Ekonom: Hati-hati! Jangan Obral Dispensasi ke Paman Sam

Pemerintah Indonesia diminta untuk tetap berhati-hati dalam memberikan dispensasi dagang dan investasi kepada Amerika Serikat (AS) dalam rangka negoisasi terkait tarif resiprokal. Meningkatnya ketidakpastian global, terutama setelah kebijakan perdagangan dari pemerintahan Trump, membuat beberapa ekonom mengkhawatirkan kemungkinan dampak yang dihasilkan dari kebijakan tersebut. Salah satu ekonom yang bersuara dalam hal ini adalah Direktur Eksekutif Center of Reform on Economics (CoRE) Indonesia, Mohammad Faisal, yang memberikan pandangannya terkait situasi ini pada Rabu (9/4).

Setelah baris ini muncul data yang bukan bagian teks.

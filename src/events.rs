//! Gateway events the bot reacts to outside of commands.

use chrono::Utc;
use poise::serenity_prelude as serenity;
use serenity::{
    ChannelId, CreateMessage, FullEvent, GuildId, Message, MessageId, UserId, VoiceState,
};
use std::time::Instant;
use tracing::{debug, info};

use crate::commands::leaderboard::{embeds, standing};
use crate::commands::moderation::{embeds as mod_embeds, log_to_mod_channel};
use crate::utils::database::XpAward;
use crate::utils::xp::{self, MESSAGE_XP};
use crate::{Data, Error};

pub async fn event_handler(
    ctx: &serenity::Context,
    event: &FullEvent,
    _framework: poise::FrameworkContext<'_, Data, Error>,
    data: &Data,
) -> Result<(), Error> {
    match event {
        FullEvent::Ready { data_about_bot } => {
            info!("{} is connected!", data_about_bot.user.name);
        }
        FullEvent::VoiceStateUpdate { old, new } => {
            voice_state_update(ctx, old.as_ref(), new, data).await?;
        }
        FullEvent::Message { new_message } => {
            award_message_xp(ctx, new_message, data).await?;
        }
        FullEvent::MessageDelete {
            channel_id,
            deleted_message_id,
            guild_id,
        } => {
            log_deleted_message(ctx, *channel_id, *deleted_message_id, *guild_id, data).await;
        }
        FullEvent::MessageUpdate {
            old_if_available,
            new,
            ..
        } => {
            log_edited_message(ctx, old_if_available.as_ref(), new.as_ref(), data).await;
        }
        _ => {}
    }
    Ok(())
}

/// Whether `bot` sits in `channel` with nobody else.
fn left_alone(
    bot: UserId,
    channel: ChannelId,
    states: impl IntoIterator<Item = (UserId, Option<ChannelId>)>,
) -> bool {
    let mut bot_present = false;
    for (user, user_channel) in states {
        if user_channel != Some(channel) {
            continue;
        }
        if user != bot {
            return false;
        }
        bot_present = true;
    }
    bot_present
}

/// Leaves voice once the last listener walks out of the bot's channel.
async fn voice_state_update(
    ctx: &serenity::Context,
    old: Option<&VoiceState>,
    new: &VoiceState,
    data: &Data,
) -> Result<(), Error> {
    let (Some(guild_id), Some(channel)) = (new.guild_id, old.and_then(|old| old.channel_id)) else {
        return Ok(());
    };
    if new.channel_id == Some(channel) {
        return Ok(());
    }

    if !bot_left_alone(ctx, guild_id, channel) {
        return Ok(());
    }

    info!("Everyone left {}, leaving voice", channel);
    data.songs.disconnect().await?;
    Ok(())
}

fn bot_left_alone(ctx: &serenity::Context, guild_id: GuildId, channel: ChannelId) -> bool {
    let bot = ctx.cache.current_user().id;
    let Some(guild) = ctx.cache.guild(guild_id) else {
        return false;
    };
    left_alone(
        bot,
        channel,
        guild
            .voice_states
            .iter()
            .map(|(user, state)| (*user, state.channel_id)),
    )
}

/// Guild messages count when no main guild is configured, or when they come from it.
fn in_main_guild(data: &Data, guild_id: Option<GuildId>) -> bool {
    match (guild_id, data.config.main_guild_id) {
        (None, _) => false,
        (Some(_), None) => true,
        (Some(guild_id), Some(main_guild)) => guild_id == main_guild,
    }
}

/// The level to announce for an award, if any. Newcomers and users who
/// turned notifications off never get one.
fn announced_level(award: &XpAward) -> Option<u32> {
    if !award.existed || !award.level_notifs {
        return None;
    }
    let level = xp::level_for_xp(award.new_xp);
    (level > xp::level_for_xp(award.old_xp)).then_some(level)
}

async fn award_message_xp(
    ctx: &serenity::Context,
    message: &Message,
    data: &Data,
) -> Result<(), Error> {
    if message.author.bot || !in_main_guild(data, message.guild_id) {
        return Ok(());
    }
    if !data.xp_cooldown.try_claim(message.author.id, Instant::now()) {
        return Ok(());
    }

    let award = data
        .database
        .award_xp(message.author.id, MESSAGE_XP, Utc::now())?;
    debug!(
        "{} earned {} XP ({} total)",
        message.author.name, MESSAGE_XP, award.new_xp
    );

    let Some(level) = announced_level(&award) else {
        return Ok(());
    };
    info!("{} reached level {}", message.author.name, level);

    let standing = standing(&data.database, award.new_xp)?;
    let channel = data
        .config
        .leveling_channel_id
        .unwrap_or(message.channel_id);
    channel
        .send_message(
            ctx,
            CreateMessage::new()
                .content(format!("<@{}>", message.author.id))
                .embed(embeds::level_up(message.author.id, &standing)),
        )
        .await?;
    Ok(())
}

/// Only real content changes are worth an edit log; embeds resolving also
/// fire updates.
fn edit_worth_logging(old: &str, new: &str) -> bool {
    !new.is_empty() && old != new
}

/// Copies a deleted message to the moderation log. Only messages still in
/// the cache can be shown.
async fn log_deleted_message(
    ctx: &serenity::Context,
    channel_id: ChannelId,
    message_id: MessageId,
    guild_id: Option<GuildId>,
    data: &Data,
) {
    let log_channel = data.config.moderation_log_channel_id;
    if log_channel.is_none() || !in_main_guild(data, guild_id) {
        return;
    }
    let Some(message) = ctx
        .cache
        .message(channel_id, message_id)
        .map(|message| message.clone())
    else {
        debug!("Deleted message {} wasn't cached", message_id);
        return;
    };
    if message.author.bot {
        return;
    }

    let attachments: Vec<String> = message
        .attachments
        .iter()
        .map(|attachment| attachment.filename.clone())
        .collect();
    if message.content.is_empty() && attachments.is_empty() {
        return;
    }

    log_to_mod_channel(
        ctx,
        log_channel,
        CreateMessage::new().embed(mod_embeds::message_deleted(
            &message.author,
            channel_id,
            &message.content,
            &attachments,
        )),
    )
    .await;
}

async fn log_edited_message(
    ctx: &serenity::Context,
    old: Option<&Message>,
    new: Option<&Message>,
    data: &Data,
) {
    let log_channel = data.config.moderation_log_channel_id;
    let (Some(old), Some(new)) = (old, new) else {
        return;
    };
    if log_channel.is_none() || new.author.bot || !in_main_guild(data, new.guild_id) {
        return;
    }
    if !edit_worth_logging(&old.content, &new.content) {
        return;
    }

    let link = match new.guild_id {
        Some(guild_id) => mod_embeds::message_link(guild_id, new.channel_id, new.id),
        None => return,
    };
    log_to_mod_channel(
        ctx,
        log_channel,
        CreateMessage::new().embed(mod_embeds::message_edited(
            &new.author,
            new.channel_id,
            &link,
            &old.content,
            &new.content,
        )),
    )
    .await;
}

#[cfg(test)]
mod tests {
    use super::*;
    use rstest::rstest;

    const BOT: UserId = UserId::new(1);
    const LISTENER: UserId = UserId::new(2);
    const ROOM: ChannelId = ChannelId::new(10);
    const OTHER_ROOM: ChannelId = ChannelId::new(11);

    #[rstest]
    #[case::only_the_bot(vec![(BOT, Some(ROOM))], true)]
    #[case::listener_elsewhere(vec![(BOT, Some(ROOM)), (LISTENER, Some(OTHER_ROOM))], true)]
    #[case::listener_stays(vec![(BOT, Some(ROOM)), (LISTENER, Some(ROOM))], false)]
    #[case::bot_not_there(vec![(BOT, Some(OTHER_ROOM))], false)]
    #[case::listener_left_voice(vec![(BOT, Some(ROOM)), (LISTENER, None)], true)]
    fn detects_an_empty_room(#[case] states: Vec<(UserId, Option<ChannelId>)>, #[case] alone: bool) {
        assert_eq!(left_alone(BOT, ROOM, states), alone);
    }

    fn award(old_xp: u64, new_xp: u64, level_notifs: bool, existed: bool) -> XpAward {
        XpAward {
            old_xp,
            new_xp,
            level_notifs,
            existed,
        }
    }

    #[rstest]
    #[case::crosses_a_level(award(98, 103, true, true), Some(2))]
    #[case::same_level(award(10, 15, true, true), None)]
    #[case::notifications_off(award(98, 103, false, true), None)]
    #[case::first_message(award(0, 5, true, false), None)]
    fn announces_level_ups(#[case] award: XpAward, #[case] expected: Option<u32>) {
        assert_eq!(announced_level(&award), expected);
    }

    #[rstest]
    #[case::typo_fixed("helo", "hello", true)]
    #[case::unchanged("hello", "hello", false)]
    #[case::content_cleared("hello", "", false)]
    #[case::content_added("", "hello", true)]
    fn logs_real_edits(#[case] old: &str, #[case] new: &str, #[case] expected: bool) {
        assert_eq!(edit_worth_logging(old, new), expected);
    }
}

Faisal mengungkapkan bahwa penting untuk memikirkan implikasi dari pemberian ‘special treatment’ kepada AS. Menurutnya, prinsip dasar dalam perdagangan global yang diatur oleh World Trade Organization (WTO) adalah perlakuan nondiskriminatif terhadap semua mitra dagang. Jika Indonesia memberikan kebijakan yang lebih menguntungkan kepada negara Paman Sam ini, hal tersebut berisiko memicu tuduhan dari negara lain atas pelanggaran prinsip perdagangan internasional.

Lebih lanjut, Faisal juga mencatat bahwa jika kebijakan serupa diterapkan kepada negara lain, pemerintah perlu mempertimbangkan potensi lonjakan impor. “Dampak terhadap lonjakan impor tidak disinggung, padahal itu perlu diantisipasi. Apalagi sebelum kebijakan Trump, industri padat karya kita sudah tertekan oleh barang impor legal dan ilegal, sampai terjadi gelombang PHK,” ujarnya.

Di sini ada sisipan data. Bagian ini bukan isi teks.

use super::utils::embedded_messages;
use super::voice_target;
use crate::{CommandResult, Context};

/// Show a list of songs currently in the queue.
#[poise::command(slash_command, guild_only, category = "Music", user_cooldown = 5)]
pub async fn queue(ctx: Context<'_>) -> CommandResult {
    if voice_target(ctx).await?.is_none() {
        return Ok(());
    }

    let snapshot = ctx.data().songs.snapshot().await?;
    ctx.send(embedded_messages::music_queue(&snapshot)).await?;
    Ok(())
}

Dalam konteks ini, Faisal menekankan pentingnya skala prioritas apabila Indonesia ingin meningkatkan impor dari AS. Dirinya menyarankan agar fokus pada bahan baku dan penolong yang diperlukan untuk mendukung industri lokal, bukan barang jadi atau barang konsumsi. Misalnya, impor kapas dari AS untuk industri tekstil dapat menjadi langkah strategis yang membantu meningkatkan kandungan lokal produk Indonesia.

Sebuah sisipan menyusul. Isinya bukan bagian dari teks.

enum Request {
    Connect { target: VoiceTarget, reply: Reply<MusicResult<bool>> },
    Disconnect { reply: Reply<()> },
    Enqueue { item: QueueItem, reply: Reply<MusicResult<Enqueued>> },
    RemoveAt { index: usize, reply: Reply<MusicResult<Removal>> },
    Skip { reply: Reply<MusicResult<Removal>> },
    Pause { reply: Reply<MusicResult<bool>> },
    Unpause { reply: Reply<MusicResult<bool>> },
    Retry { reply: Reply<MusicResult<Option<PlayCycle>>> },
    SetOutputChannel { channel: ChannelId, reply: Reply<()> },
    Snapshot { reply: Reply<SessionSnapshot> },
}

enum Message {
    Request(Request),
    TrackFinished(TrackToken),
    ConnectionLost(ConnectionToken),
    DownloadFinished {
        cycle: TrackToken,
        result: Result<(), DownloadError>,
    },
}

/// Posts external events to the session mailbox. Holds a weak sender, so it
/// never keeps a stopped manager alive.
#[derive(Clone)]
pub struct SessionEvents {
    tx: mpsc::WeakSender<Message>,
}

impl SessionEvents {
    pub async fn track_finished(&self, token: TrackToken) {
        self.post(Message::TrackFinished(token)).await;
    }

    pub async fn connection_lost(&self, token: ConnectionToken) {
        self.post(Message::ConnectionLost(token)).await;
    }

    async fn download_finished(&self, cycle: TrackToken, result: Result<(), DownloadError>) {
        self.post(Message::DownloadFinished { cycle, result }).await;
    }

    async fn post(&self, message: Message) {
        let Some(tx) = self.tx.upgrade() else {
            debug!("Song manager is gone, dropping event");
            return;
        };
        if tx.send(message).await.is_err() {
            debug!("Song manager is gone, dropping event");
        }
    }
}

/// Handle to the playback session. Cheap to clone.
#[derive(Clone)]
pub struct SongManager {
    tx: mpsc::Sender<Message>,
}

impl SongManager {
    /// Starts the session task. `download_timeout` bounds every download.
    pub fn spawn(backends: Backends, download_timeout: Option<Duration>) -> Self {
        let (tx, rx) = mpsc::channel(MAILBOX_CAPACITY);
        let session = Session::new(backends, download_timeout, tx.downgrade());
        tokio::spawn(session.run(rx));
        Self { tx }
    }

    /// Binds the session to a voice channel. Returns `false` if it was already connected.
    pub async fn connect(&self, target: VoiceTarget) -> MusicResult<bool> {
        self.request(|reply| Request::Connect { target, reply }).await?
    }

    /// Leaves the voice channel and clears everything. Safe to call repeatedly.
    pub async fn disconnect(&self) -> MusicResult<()> {
        self.request(|reply| Request::Disconnect { reply }).await
    }

    pub async fn enqueue(&self, item: QueueItem) -> MusicResult<Enqueued> {
        self.request(|reply| Request::Enqueue { item, reply }).await?
    }

    /// Removes the item at a 0-based index. Index 0 behaves exactly like [`Self::skip`].
    pub async fn remove_at(&self, index: usize) -> MusicResult<Removal> {
        self.request(|reply| Request::RemoveAt { index, reply }).await?
    }

    pub async fn skip(&self) -> MusicResult<Removal> {
        self.request(|reply| Request::Skip { reply }).await?
    }

    /// Returns whether a playing track was paused.
    pub async fn pause(&self) -> MusicResult<bool> {
        self.request(|reply| Request::Pause { reply }).await?
    }

    /// Returns whether a paused track was resumed.
    pub async fn unpause(&self) -> MusicResult<bool> {
        self.request(|reply| Request::Unpause { reply }).await?
    }

    /// Restarts the play cycle for a head left idle by a failed download.
    /// Returns `None` when there is nothing to retry.
    pub async fn retry(&self) -> MusicResult<Option<PlayCycle>> {
        self.request(|reply| Request::Retry { reply }).await?
    }

    /// Sets the channel "now playing" announcements go to.
    pub async fn set_output_channel(&self, channel: ChannelId) -> MusicResult<()> {
        self.request(|reply| Request::SetOutputChannel { channel, reply })
            .await
    }

    pub async fn snapshot(&self) -> MusicResult<SessionSnapshot> {
        self.request(|reply| Request::Snapshot { reply }).await
    }

    pub async fn status(&self) -> MusicResult<QueueStatus> {
        Ok(self.snapshot().await?.status)
    }

    pub async fn current(&self) -> MusicResult<Option<QueueItem>> {
        Ok(self.snapshot().await?.queue.into_iter().next())
    }

    pub async fn queue(&self) -> MusicResult<Vec<QueueItem>> {
        Ok(self.snapshot().await?.queue)
    }

    async fn request<T>(&self, build: impl FnOnce(Reply<T>) -> Request) -> MusicResult<T> {
        let (reply, rx) = oneshot::channel();
        self.tx
            .send(Message::Request(build(reply)))
            .await
            .map_err(|_| MusicError::ManagerStopped)?;
        rx.await.map_err(|_| MusicError::ManagerStopped)
    }
}

struct Entry {
    id: u64,
    item: QueueItem,
}

struct InFlightDownload {
    cycle: TrackToken,
    /// Queue entry the download belongs to.
    entry: u64,
    announce: bool,
    waiter: Option<Waiter>,
    task: JoinHandle<()>,
}

struct Session {
    backends: Backends,
    download_timeout: Option<Duration>,
    mailbox: mpsc::WeakSender<Message>,
    queue: VecDeque<Entry>,
    status: QueueStatus,
    connection: Option<(ConnectionToken, Box<dyn VoiceConnection>)>,
    output_channel: Option<ChannelId>,
    download: Option<InFlightDownload>,
    /// Token of the track currently handed to the player.
    loaded: Option<TrackToken>,
    paused: bool,
    next_id: u64,
}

Faisal juga mengingatkan bahwa kebijakan Tingkat Komponen Dalam Negeri (TKDN) merupakan upaya yang bertujuan untuk mendorong industrialisasi di dalam negeri. Apabila pemerintah bersikap terlalu longgar terhadap aturan TKDN demi mempermudah produk-produk dari AS, seperti iPhone, masuk ke pasar domestik, hal ini bisa menimbulkan ketidakpastian bagi para investor yang telah mematuhi peraturan tersebut. “Kalau kita mundur dari TKDN, apalagi dengan alasan fleksibilitas, itu bisa menciptakan ketidakpastian, terutama bagi investor yang sudah lama comply dengan aturan itu,” tegas Faisal.

Masalah ini semakin rumit dengan adanya kebijakan muatan lokal yang sebelumnya menjadi penghalang bagi produk iPhone untuk dapat memasuki pasar Indonesia. “Itu yang dituju mereka, terutama karena kita minta Apple memenuhi syarat lokal konten, bangun pabrik, dan penuhi TKDN,” jelasnya.

Di tengah ketidakpastian ini, Faisal memberikan peringatan agar pemerintah tidak mudah goyah hanya karena tekanan dari satu negara maju. “Jangan sampai kita mundur dari proses industrialisasi hanya karena gertakan satu negara mitra. Justru ini area yang bisa kita negosiasikan,” ungkap Faisal.

Data terbaru menunjukan bahwa nilai tukar rupiah terhadap dolar Amerika Serikat ditutup menguat ke posisi Rp16.872,5 menjelang negosiasi ini. Momen ini bisa menjadi kesempatan bagi Indonesia untuk menunjukkan ketegasan dalam mempertahankan kedaulatan ekonomi, tanpa harus tergantung pada kebijakan luar yang berpotensi merugikan industri lokal.

Pengamat ekonomi lainnya juga menekankan pentingnya mempertimbangkan dampak jangka panjang dari setiap kebijakan yang diambil. Jika Indonesia tidak hati-hati dalam memberikan dispensasi kepada AS, akan ada konsekuensi serius bagi industri domestik yang harus tetap dilindungi di tengah arus perdagangan global yang semakin kompetitif. Pemerintah diharapkan membuat keputusan yang tidak hanya menguntungkan dalam jangka pendek namun juga berkelanjutan untuk perkembangan ekonomi nasional.